Если он поймает меня — я навру. Скажу, что случайно оказалась в районе. Что искала кафе. Что угодно.

Но он не обернулся. Не заметил.

Остановился у старого здания, которое, на первый взгляд, ничем не выделялось. Заброшенный лофт. Старая вывеска. Высокие окна.

Я припарковалась на другой стороне. И сидела. Ждала.

Через несколько минут дверь открылась.

Она.

Грета Фальконе.

В сером пальто. Волосы в косе. Без макияжа.

Она выглядела не как принцесса Камморы. Не как дочь Римо.

А как обычная девушка, которая ждала кого-то слишком долго.

Амо вышел навстречу.

Они не бросились друг к другу. Но его ладонь легла на её талию. Её пальцы — коснулись его щеки.

Всё просто. Медленно. Интимно.

Больно.

Я сжала руль. Ногти впились в кожу ладоней.

Они говорили. Я не слышала.

Потом — он поцеловал её в висок. И она прижалась к нему всем телом.

Словно это был её единственный дом.

Что, чёрт возьми, ты творишь, Амо?

Я чувствовала, как всё внутри клокочет — тревога, страх, злость.

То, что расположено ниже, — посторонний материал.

// Copyright (C) 2026 Fred Clausen
// Use of this source code is governed by an MIT-style
// license that can be found in the LICENSE file or at
// https://opensource.org/licenses/MIT.

use crate::types::{EntryId, VehicleId};

/// The class of queue a slot belongs to.
///
/// A vehicle may hold at most one slot per class across all destinations.
#[derive(Debug, Clone, Copy, PartialEq, Eq, Hash)]
pub enum QueueClass {
    /// The daytime queue of a destination.
    Active,
    /// The overnight parking list of a destination.
    Overnight,
}

impl QueueClass {
    /// Returns the string representation of the queue class.
    #[must_use]
    pub const fn as_str(&self) -> &'static str {
        match self {
            Self::Active => "active",
            Self::Overnight => "overnight",
        }
    }
}

impl std::fmt::Display for QueueClass {
    fn fmt(&self, f: &mut std::fmt::Formatter<'_>) -> std::fmt::Result {
        write!(f, "{}", self.as_str())
    }
}

/// Errors that can occur during domain validation.
///
/// Every variant describes a caller-correctable condition. None of them
/// indicate that queue state has been corrupted.
#[derive(Debug, Clone, PartialEq, Eq)]
pub enum DomainError {
    /// The destination has not been registered.
    DestinationNotFound(String),
    /// The destination is already registered.
    DuplicateDestination(String),
    /// No active or overnight entry has this id.
    EntryNotFound(EntryId),
    /// The vehicle is not in the station registry.
    VehicleNotFound(VehicleId),
    /// No registered vehicle is driven by this CIN.
    DriverNotFound(String),
    /// The vehicle already holds a slot of this class.
    DuplicateVehicle {
        /// The vehicle that is already queued.
        vehicle_id: VehicleId,
        /// The queue class in which the existing slot lives.
        queue_class: QueueClass,
        /// The destination holding the existing slot.
        destination: String,
    },
    /// The vehicle id is already present in the registry.
    DuplicateVehicleRegistration(VehicleId),
    /// A reorder request was not a permutation of the current entries.
    InvalidPermutation {
        /// The destination being reordered.
        destination: String,
        /// What was wrong with the supplied ordering.
        reason: String,
    },
    /// The requested status change is not allowed.
    InvalidTransition {
        /// The entry whose status was being changed.
        entry_id: EntryId,
        /// The current status.
        from: String,
        /// The requested status.
        to: String,
    },
    /// A seat adjustment would break `0 <= available <= total`.
    InsufficientSeats {
        /// The entry (or destination-wide booking, when `None`).
        entry_id: Option<EntryId>,
        /// The requested change in booked seats (negative for cancellation).
        requested: i32,
        /// Seats available before the adjustment.
        available: u32,
        /// Total seats.
        total: u32,
    },
    /// A booking asked for a seat count outside the allowed range.
    InvalidSeatRequest {
        /// The requested seat count.
        requested: u32,
        /// The maximum allowed per booking.
        max: u32,
    },
    /// Destination name is empty or invalid.
    InvalidDestination(String),
    /// Driver CIN is not exactly 8 digits.
    InvalidDriverCin(String),
    /// Vehicle fields are invalid.
    InvalidVehicle(String),
    /// Status string could not be parsed.
    InvalidStatus(String),
    /// Queue type string could not be parsed.
    InvalidQueueType(String),
    /// Timezone string is not a known IANA zone.
    InvalidTimezone(String),
    /// The promotion schedule cannot be resolved to an instant.
    InvalidSchedule {
        /// Why the schedule could not be resolved.
        reason: String,
    },
    /// The vehicle has no assigned destination to auto-detect.
    UnassignedVehicle(VehicleId),
    /// A fare is not a non-negative dinar amount with at most three decimals.
    InvalidFare(String),
    /// Customer details are missing or malformed.
    InvalidCustomer(String),
    /// No booking carries this verification code.
    TicketNotFound(String),
    /// The ticket has already been verified.
    TicketAlreadyVerified(String),
    /// The station is closed, so bookings and promotions are refused.
    StationClosed,
}

impl std::fmt::Display for DomainError {
    fn fmt(&self, f: &mut std::fmt::Formatter<'_>) -> std::fmt::Result {
        match self {
            Self::DestinationNotFound(name) => write!(f, "Destination '{name}' not found"),
            Self::DuplicateDestination(name) => {
                write!(f, "Destination '{name}' already exists")
            }
            Self::EntryNotFound(id) => write!(f, "Queue entry {id} not found"),
            Self::VehicleNotFound(id) => write!(f, "Vehicle '{id}' not found"),
            Self::DriverNotFound(cin) => {
                write!(f, "No registered vehicle for driver CIN '{cin}'")
            }
            Self::DuplicateVehicle {
                vehicle_id,
                queue_class,
                destination,
            } => {
                write!(
                    f,
                    "Vehicle '{vehicle_id}' already occupies a {queue_class} slot for '{destination}'"
                )
            }
            Self::DuplicateVehicleRegistration(id) => {
                write!(f, "Vehicle '{id}' is already registered")
            }
            Self::InvalidPermutation {
                destination,
                reason,
            } => {
                write!(f, "Invalid ordering for '{destination}': {reason}")
            }
            Self::InvalidTransition { entry_id, from, to } => {
                write!(
                    f,
                    "Queue entry {entry_id} cannot move from {from} to {to}"
                )
            }
            Self::InsufficientSeats {
                entry_id,
                requested,
                available,
                total,
            } => match entry_id {
                Some(id) => write!(
                    f,
                    "Cannot adjust seats by {requested} on queue entry {id}: {available} of {total} available"
                ),
                None => write!(
                    f,
                    "Cannot book {requested} seats: {available} of {total} available"
                ),
            },
            Self::InvalidSeatRequest { requested, max } => {
                write!(
                    f,
                    "Invalid seat request: {requested}. Must be between 1 and {max}"
                )
            }
            Self::InvalidDestination(msg) => write!(f, "Invalid destination: {msg}"),
            Self::InvalidDriverCin(msg) => write!(f, "Invalid driver CIN: {msg}"),
            Self::InvalidVehicle(msg) => write!(f, "Invalid vehicle: {msg}"),
            Self::InvalidStatus(s) => write!(f, "Invalid status: {s}"),
            Self::InvalidQueueType(s) => write!(f, "Invalid queue type: {s}"),
            Self::InvalidTimezone(tz) => write!(f, "Invalid timezone: {tz}"),
            Self::InvalidSchedule { reason } => write!(f, "Invalid promotion schedule: {reason}"),
            Self::UnassignedVehicle(id) => {
                write!(f, "Vehicle '{id}' has no assigned destination")
            }
            Self::InvalidFare(value) => write!(f, "Invalid fare: {value}"),
            Self::InvalidCustomer(msg) => write!(f, "Invalid customer: {msg}"),
            Self::TicketNotFound(code) => write!(f, "Ticket '{code}' not found"),
            Self::TicketAlreadyVerified(code) => {
                write!(f, "Ticket '{code}' has already been verified")
            }
            Self::StationClosed => write!(f, "The station is closed"),
        }
    }
}

impl std::error::Error for DomainError {}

Но в глубине... было другое.

Боль за него. За неё.

За нас.

Он действительно любит её? Или она — его слабость?

Я не знаю, сколько времени я сидела так. Наблюдая, сжавшись в комок.

Но одно я знала точно.

Это нельзя скрывать долго.

Это всё уже слишком далеко.

Я не ждала момента для разговора. Я его создала.

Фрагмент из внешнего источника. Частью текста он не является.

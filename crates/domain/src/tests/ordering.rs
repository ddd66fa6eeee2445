// Copyright (C) 2026 Fred Clausen
// Use of this source code is governed by an MIT-style
// license that can be found in the LICENSE file or at
// https://opensource.org/licenses/MIT.

use crate::tests::helpers::create_test_entry;
use crate::{
    Destination, DomainError, EntryId, QueueEntry, is_contiguous, next_position, renumber_active,
    validate_permutation,
};

fn ids(values: &[u64]) -> Vec<EntryId> {
    values.iter().copied().map(EntryId::new).collect()
}

#[test]
fn test_validate_permutation_accepts_reordering() {
    let destination: Destination = Destination::new("Sousse");
    let result: Result<(), DomainError> =
        validate_permutation(&destination, &ids(&[1, 2, 3]), &ids(&[3, 1, 2]));
    assert!(result.is_ok());
}

#[test]
fn test_validate_permutation_accepts_empty_queue() {
    let destination: Destination = Destination::new("Sousse");
    assert!(validate_permutation(&destination, &[], &[]).is_ok());
}

#[test]
fn test_validate_permutation_rejects_wrong_length() {
    let destination: Destination = Destination::new("Sousse");
    let result: Result<(), DomainError> =
        validate_permutation(&destination, &ids(&[1, 2, 3]), &ids(&[1, 2]));
    assert_eq!(
        result,
        Err(DomainError::InvalidPermutation {
            destination: String::from("Sousse"),
            reason: String::from("expected 3 entries, got 2"),
        })
    );
}

#[test]
fn test_validate_permutation_rejects_duplicate_id() {
    let destination: Destination = Destination::new("Sousse");
    let result: Result<(), DomainError> =
        validate_permutation(&destination, &ids(&[1, 2, 3]), &ids(&[1, 1, 3]));
    assert_eq!(
        result,
        Err(DomainError::InvalidPermutation {
            destination: String::from("Sousse"),
            reason: String::from("entry 1 appears more than once"),
        })
    );
}

#[test]
fn test_validate_permutation_rejects_unknown_id() {
    let destination: Destination = Destination::new("Sousse");
    let result: Result<(), DomainError> =
        validate_permutation(&destination, &ids(&[1, 2, 3]), &ids(&[1, 2, 9]));
    assert_eq!(
        result,
        Err(DomainError::InvalidPermutation {
            destination: String::from("Sousse"),
            reason: String::from("entry 9 is not in this queue"),
        })
    );
}

#[test]
fn test_renumber_active_closes_gaps() {
    let mut entries: Vec<QueueEntry> = vec![
        create_test_entry(1, 1, 8),
        create_test_entry(3, 3, 8),
        create_test_entry(4, 7, 8),
    ];

    renumber_active(&mut entries);

    let positions: Vec<u32> = entries.iter().map(|e| e.position).collect();
    assert_eq!(positions, vec![1, 2, 3]);
    assert_eq!(entries[2].id, EntryId::new(4));
}

#[test]
fn test_is_contiguous() {
    assert!(is_contiguous(Vec::<u32>::new()));
    assert!(is_contiguous([1, 2, 3]));
    assert!(!is_contiguous([1, 3]));
    assert!(!is_contiguous([1, 2, 2]));
    assert!(!is_contiguous([2, 3]));
}

#[test]
fn test_next_position() {
    assert_eq!(next_position(0), 1);
    assert_eq!(next_position(4), 5);
}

Вечером, когда дом постепенно затихал и отец ушёл на встречу, я услышала, как Амо зашёл на кухню. Холодильник щёлкнул. Слышно было, как он наливает себе воду, как будто весь день не пил. И я пошла туда, босиком, в футболке и шортах, будто это был просто случайный разговор.

Но сердце било кулаками в грудную клетку.

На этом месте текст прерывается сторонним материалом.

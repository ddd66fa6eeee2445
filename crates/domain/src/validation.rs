// Copyright (C) 2026 Fred Clausen
// Use of this source code is governed by an MIT-style
// license that can be found in the LICENSE file or at
// https://opensource.org/licenses/MIT.

use crate::error::DomainError;
use crate::queue_entry::{EntryStatus, QueueEntry};
use crate::types::{MAX_VEHICLE_CAPACITY, Vehicle};

/// Largest number of seats a single booking may take.
pub const MAX_SEATS_PER_BOOKING: u32 = 8;

/// Validates that a vehicle's basic field constraints are met.
///
/// This function checks that required fields are present and the capacity
/// is within range. It does NOT check for uniqueness (that requires the
/// registry).
///
/// # Errors
///
/// Returns an error if:
/// - The vehicle id is empty
/// - The license plate is empty
/// - The driver name is empty
/// - The capacity is zero or above `MAX_VEHICLE_CAPACITY`
pub fn validate_vehicle_fields(vehicle: &Vehicle) -> Result<(), DomainError> {
    if vehicle.vehicle_id.value().is_empty() {
        return Err(DomainError::InvalidVehicle(String::from(
            "Vehicle id cannot be empty",
        )));
    }

    if vehicle.license_plate.trim().is_empty() {
        return Err(DomainError::InvalidVehicle(String::from(
            "License plate cannot be empty",
        )));
    }

    if vehicle.driver_name.trim().is_empty() {
        return Err(DomainError::InvalidVehicle(String::from(
            "Driver name cannot be empty",
        )));
    }

    if vehicle.capacity == 0 || vehicle.capacity > MAX_VEHICLE_CAPACITY {
        return Err(DomainError::InvalidVehicle(format!(
            "Capacity must be between 1 and {MAX_VEHICLE_CAPACITY}, got {}",
            vehicle.capacity
        )));
    }

    Ok(())
}

/// Validates a requested status change against the entry lifecycle.
///
/// # Errors
///
/// Returns `DomainError::InvalidTransition` if the change is not exactly
/// one step forward, including any change out of `DEPARTED`.
pub fn validate_status_transition(
    entry: &QueueEntry,
    target: EntryStatus,
) -> Result<(), DomainError> {
    if entry.status.can_transition_to(target) {
        Ok(())
    } else {
        Err(DomainError::InvalidTransition {
            entry_id: entry.id,
            from: entry.status.as_str().to_string(),
            to: target.as_str().to_string(),
        })
    }
}

/// Computes the available seat count after booking `delta` seats.
///
/// A positive `delta` books seats; a negative one cancels bookings.
///
/// # Returns
///
/// The new `available_seats` value. The entry itself is not modified.
///
/// # Errors
///
/// Returns `DomainError::InsufficientSeats` if the result would be
/// negative or exceed the entry's total seats.
pub fn apply_seat_delta(entry: &QueueEntry, delta: i32) -> Result<u32, DomainError> {
    let insufficient = || DomainError::InsufficientSeats {
        entry_id: Some(entry.id),
        requested: delta,
        available: entry.available_seats,
        total: entry.total_seats,
    };

    let available: i64 = i64::from(entry.available_seats) - i64::from(delta);
    if available < 0 || available > i64::from(entry.total_seats) {
        return Err(insufficient());
    }

    u32::try_from(available).map_err(|_| insufficient())
}

/// Validates the seat count of a destination-wide booking.
///
/// # Errors
///
/// Returns `DomainError::InvalidSeatRequest` unless
/// `1 <= seats <= MAX_SEATS_PER_BOOKING`.
pub const fn validate_seat_request(seats: u32) -> Result<(), DomainError> {
    if seats == 0 || seats > MAX_SEATS_PER_BOOKING {
        return Err(DomainError::InvalidSeatRequest {
            requested: seats,
            max: MAX_SEATS_PER_BOOKING,
        });
    }
    Ok(())
}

Он сидел, прислонившись к столу. Усталый. С откинутой головой. Но я не дала себе права пожалеть его.

— Ты встречаешься с Гретой Фальконе? — сказала я без предисловий.

Он замер. Вода в стакане едва не пролилась.

— Кто тебе сказал?

Я скрестила руки на груди.

— Неважно. Я видела.

Пауза. Долгая. Он не отводил взгляда. Только лицо стало другим — не маска, не холод. Настоящий Амо.

Сломанный. Израненный.

— Ты следила за мной?

— Да, — я сжала губы. — Потому что ты начал вести себя как чужой. Потому что ты вернулся другим. И потому что я люблю тебя, идиот.

Он тихо выдохнул. Поставил стакан на стол.

— Это не должно было случиться.

— Но случилось.

— Ты думаешь, я не пытался остановить это?

— Думаю, ты не можешь. — Я подошла ближе. — Расскажи. Просто скажи. Без игры, без лжи. Я не папа. Я не осужу. Мне непонятно. Но я выслушаю.

Он долго молчал. Потом заговорил:

— Всё началось во время переговоров. Мы с отцом были в доме Фальконе. Сначала — просто пересекались. Она вечно молчаливая, холодная, с этим взглядом, будто никого не пускает внутрь. Мне это нравилось — потому что я сам был такой.

Но потом... был вечер. Слишком много виски. Слишком мало слов. Она сказала, что ненавидит всех. Я сказал — я тоже.

Он усмехнулся. Грустно.

— Потом были дни, когда она просто приходила и сидела рядом. Мы не трогали друг друга. Просто дышали. А потом — тронули. И всё стало необратимо.

Я чувствовала, как комок застревает в горле. Но я молчала.

— Я знаю, Карми. Это безумие. Она дочь Римо. Я женат. Это всё как... как яд, но без неё хуже. С ней я хотя бы чувствую, что живу.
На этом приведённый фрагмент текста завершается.